二面型の“やばい人”は、上司や立場の強い人には愛想よく接する一方で、部下や同僚には冷たく当たるなど、明らかに態度を使い分けるタイプです。
表向きは社交的で印象が良いため、外からは問題が見えにくいケースも多々あります。
たとえば、上司の前では「チームのために頑張ります」と笑顔で発言しながら、裏では「自分ばかり損している」と不満を漏らし、他人の陰口を広めて職場の人間関係を乱すケースがあります。
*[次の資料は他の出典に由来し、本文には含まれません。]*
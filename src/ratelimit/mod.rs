//! Rate limiting logic: fixed-window tiers and the graduated abuse detector.

mod backend;
mod detector;
mod governance;
mod identity;
mod ladder;
mod limiter;
mod tiers;
mod window;

pub use backend::{Governor, HeaderPair, Rejection, Verdict};
pub use detector::{GraduatedDetector, WARNING_HEADER};
pub use governance::Governance;
pub use identity::{Identity, Principal, RequestContext};
pub use ladder::{Action, Ladder, Rung};
pub use limiter::FixedWindowLimiter;
pub use tiers::{
    HeaderMode, KeyGenerator, SkipPredicate, TierConfig, TierOverride, TierOverrides,
    HEALTH_CHECK_PATHS,
};
pub use window::{FixedWindowCounter, WindowState};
このタイプの厄介な点は、周囲の信頼を少しずつ蝕むことです。本人は「うまく立ち回っている」と思っていても、部下や同僚からすれば「信用できない」「腹の内が読めない」と感じ、チームの士気が低下します。場合によっては、グループ間の分断や情報共有の遅れを招き、業務効率にも悪影響を及ぼします。

完璧主義型(極端なマイクロマネジメント)

完璧主義型の“やばい人”は、細部にこだわりすぎて周囲を過剰に管理し、結果的に職場全体のストレスを高めてしまうタイプです。いわゆるマイクロマネジメント傾向が強く、部下の仕事に逐一口を出し、「報告は30分ごとに」「メール文面は自分の指示通りに」など、過度な確認を求めます。
また、部下が作成した資料を「フォントが違う」「語尾が気に入らない」と何度も修正させ、納期より“自分の理想”を優先するケースもあります。
このタイプの特徴は、完璧を追い求めるあまり、他人の裁量を認められないことです。本人としては「品質を保ちたい」「チームのため」という善意から行動していることも多いのですが、結果的に部下の自主性を奪い、職場の空気を重苦しくしてしまいます。部下は「何をしてもダメ出しされる」と感じ、自信を失い、離職やメンタル不調につながることもあります。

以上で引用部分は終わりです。